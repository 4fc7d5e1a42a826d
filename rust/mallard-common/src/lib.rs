//! Core definitions (errors and common data structures), relied upon by all mallard-* crates.

pub mod error;
pub mod macros;
pub mod result;

pub use result::Result;
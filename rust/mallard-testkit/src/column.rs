//! Column encoders producing the engine's physical vector layouts.

use mallard_common::{Result, error::Error};
use mallard_decode::source::ColumnVector;
use mallard_decode::strings::{INLINE_CAPACITY, STRING_VIEW_SIZE};
use mallard_decode::typeid::{LogicalType, TypeId};

/// One in-memory column vector: raw data, optional validity words, a side
/// heap for out-of-line string payloads, and the logical type.
#[derive(Debug, Clone)]
pub struct TestColumn {
    ty: LogicalType,
    data: Vec<u8>,
    validity: Option<Vec<u64>>,
    heap: Vec<u8>,
}

impl TestColumn {
    /// Encodes a column of fixed-width values. `None` entries write a zeroed
    /// slot and clear the row's validity bit.
    pub fn fixed<T: bytemuck::NoUninit + Default>(
        ty: LogicalType,
        values: &[Option<T>],
    ) -> TestColumn {
        let mut data = Vec::with_capacity(values.len() * std::mem::size_of::<T>());
        for value in values {
            data.extend_from_slice(bytemuck::bytes_of(&value.unwrap_or_default()));
        }
        TestColumn {
            ty,
            data,
            validity: build_validity(values.iter().map(Option::is_some)),
            heap: Vec::new(),
        }
    }

    /// Encodes a `BOOLEAN` column (one byte per value).
    pub fn booleans(values: &[Option<bool>]) -> TestColumn {
        let mapped: Vec<Option<u8>> = values.iter().map(|v| v.map(u8::from)).collect();
        TestColumn::fixed(LogicalType::new(TypeId::Boolean), &mapped)
    }

    /// Encodes a `VARCHAR` column as string-view records, spilling payloads
    /// longer than the inline capacity to the column heap.
    pub fn strings(values: &[Option<&str>]) -> TestColumn {
        let bytes: Vec<Option<&[u8]>> = values.iter().map(|v| v.map(str::as_bytes)).collect();
        TestColumn::string_class(LogicalType::new(TypeId::Varchar), &bytes)
    }

    /// Encodes a `BLOB` column as string-view records.
    pub fn blobs(values: &[Option<&[u8]>]) -> TestColumn {
        TestColumn::string_class(LogicalType::new(TypeId::Blob), values)
    }

    /// Encodes a string-class column (`VARCHAR`, `BLOB`, `BIT`) of the given
    /// type. Out-of-line pointers are heap offsets.
    pub fn string_class(ty: LogicalType, values: &[Option<&[u8]>]) -> TestColumn {
        let mut data = Vec::with_capacity(values.len() * STRING_VIEW_SIZE);
        let mut heap = Vec::new();
        for value in values {
            let payload = value.unwrap_or_default();
            let mut record = [0u8; STRING_VIEW_SIZE];
            record[..4].copy_from_slice(&(payload.len() as i32).to_ne_bytes());
            if payload.len() <= INLINE_CAPACITY {
                record[4..4 + payload.len()].copy_from_slice(payload);
            } else {
                record[4..8].copy_from_slice(&payload[..4]);
                record[8..].copy_from_slice(&(heap.len() as u64).to_ne_bytes());
                heap.extend_from_slice(payload);
            }
            data.extend_from_slice(&record);
        }
        TestColumn {
            ty,
            data,
            validity: build_validity(values.iter().map(Option::is_some)),
            heap,
        }
    }

    /// Creates a column from already-encoded parts, for layouts the typed
    /// encoders do not cover (e.g. deliberately malformed buffers).
    pub fn from_raw_parts(
        ty: LogicalType,
        data: Vec<u8>,
        validity: Option<Vec<u64>>,
        heap: Vec<u8>,
    ) -> TestColumn {
        TestColumn {
            ty,
            data,
            validity,
            heap,
        }
    }
}

impl ColumnVector for TestColumn {
    fn logical_type(&self) -> LogicalType {
        self.ty
    }

    fn data(&self) -> &[u8] {
        &self.data
    }

    fn validity(&self) -> Option<&[u64]> {
        self.validity.as_deref()
    }

    fn read_out_of_line(&self, ptr: u64, len: usize) -> Result<Vec<u8>> {
        let start = ptr as usize;
        let end = start
            .checked_add(len)
            .ok_or_else(|| Error::index_out_of_bounds(start, self.heap.len()))?;
        self.heap
            .get(start..end)
            .map(<[u8]>::to_vec)
            .ok_or_else(|| Error::index_out_of_bounds(end, self.heap.len()))
    }
}

/// Builds validity words from per-row presence, or `None` when every row is
/// valid (the engine omits the mask in that case).
fn build_validity(present: impl Iterator<Item = bool>) -> Option<Vec<u64>> {
    let mut words = Vec::new();
    let mut any_null = false;
    for (row, is_present) in present.enumerate() {
        if row % 64 == 0 {
            words.push(0u64);
        }
        if is_present {
            *words.last_mut().expect("word pushed above") |= 1u64 << (row % 64);
        } else {
            any_null = true;
        }
    }
    any_null.then_some(words)
}

#[cfg(test)]
mod tests {
    use super::*;
    use mallard_decode::validity::ValidityMask;

    #[test]
    fn test_fixed_layout() {
        let column = TestColumn::fixed(
            LogicalType::new(TypeId::Integer),
            &[Some(1i32), None, Some(3)],
        );
        assert_eq!(column.data().len(), 12);
        let mask = ValidityMask::new(column.validity());
        assert!(mask.is_valid(0));
        assert!(mask.is_null(1));
        assert!(mask.is_valid(2));
    }

    #[test]
    fn test_all_valid_omits_mask() {
        let column = TestColumn::fixed(LogicalType::new(TypeId::Integer), &[Some(1i32), Some(2)]);
        assert!(column.validity().is_none());
    }

    #[test]
    fn test_string_spill_to_heap() {
        let column = TestColumn::strings(&[Some("short"), Some("long enough to spill")]);
        assert_eq!(column.data().len(), 2 * STRING_VIEW_SIZE);
        assert_eq!(column.heap, b"long enough to spill");
    }

    #[test]
    fn test_out_of_line_bounds() {
        let column = TestColumn::strings(&[Some("long enough to spill")]);
        assert!(column.read_out_of_line(0, 20).is_ok());
        assert!(column.read_out_of_line(8, 20).is_err());
    }
}
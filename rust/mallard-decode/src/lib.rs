//! Decoding of an analytical engine's chunked, columnar, in-memory query
//! results into typed Rust row values.
//!
//! The engine delivers query results as a stream of fixed-capacity data
//! chunks, each holding one raw vector per column: a native data buffer, an
//! optional validity bitmap and a logical type descriptor. This crate owns
//! the decode path from those raw buffers to rows of owned [`value::Value`]s:
//!
//! - [`validity::ValidityMask`] — validity-bitmap interpretation, consulted
//!   before any value bytes are read.
//! - [`view::ByteView`] — bounds-checked, native-endian typed reads over a
//!   vector's raw buffer.
//! - [`strings`] — the 16-byte hybrid inline/out-of-line string records
//!   backing `VARCHAR`, `BLOB` and `BIT` cells, copied out before chunk
//!   release.
//! - [`scalar`], [`decimal`], [`temporal`] — fixed-width primitives,
//!   width-classed decimal mantissas and 128-bit integers, and the temporal
//!   encodings (dates, times, unit-tagged timestamps, intervals, packed
//!   time-with-offset values).
//! - [`decode::decode_cell`] — the single exhaustive dispatch over the
//!   closed [`typeid::TypeId`] set, including loud rejection of composite
//!   types this decoder does not support.
//! - [`source`] — the narrow read contract consumed from the external
//!   engine (chunk fetch, per-column vectors, out-of-line payload access).
//! - [`rows::RowReader`] — the pull-based iterator turning a chunk source
//!   into a finite, forward-only sequence of decoded rows.
//!
//! Everything upstream of the read contract — connections, SQL execution,
//! scheduling — is an external collaborator and out of scope here.

pub mod decimal;
pub mod decode;
pub mod rows;
pub mod scalar;
pub mod source;
pub mod strings;
pub mod temporal;
pub mod typeid;
pub mod validity;
pub mod value;
pub mod view;

pub use decode::decode_cell;
pub use rows::RowReader;
pub use source::{ChunkSource, ColumnVector, DataChunk};
pub use typeid::{LogicalType, TimeUnit, TypeId};
pub use value::{Row, Value};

+++++

#### Problem to solve
The answer must consist of every line above that holds the string "results", copied exactly.

#### Output
//! results into typed Rust row values.
//! The engine delivers query results as a stream of fixed-capacity data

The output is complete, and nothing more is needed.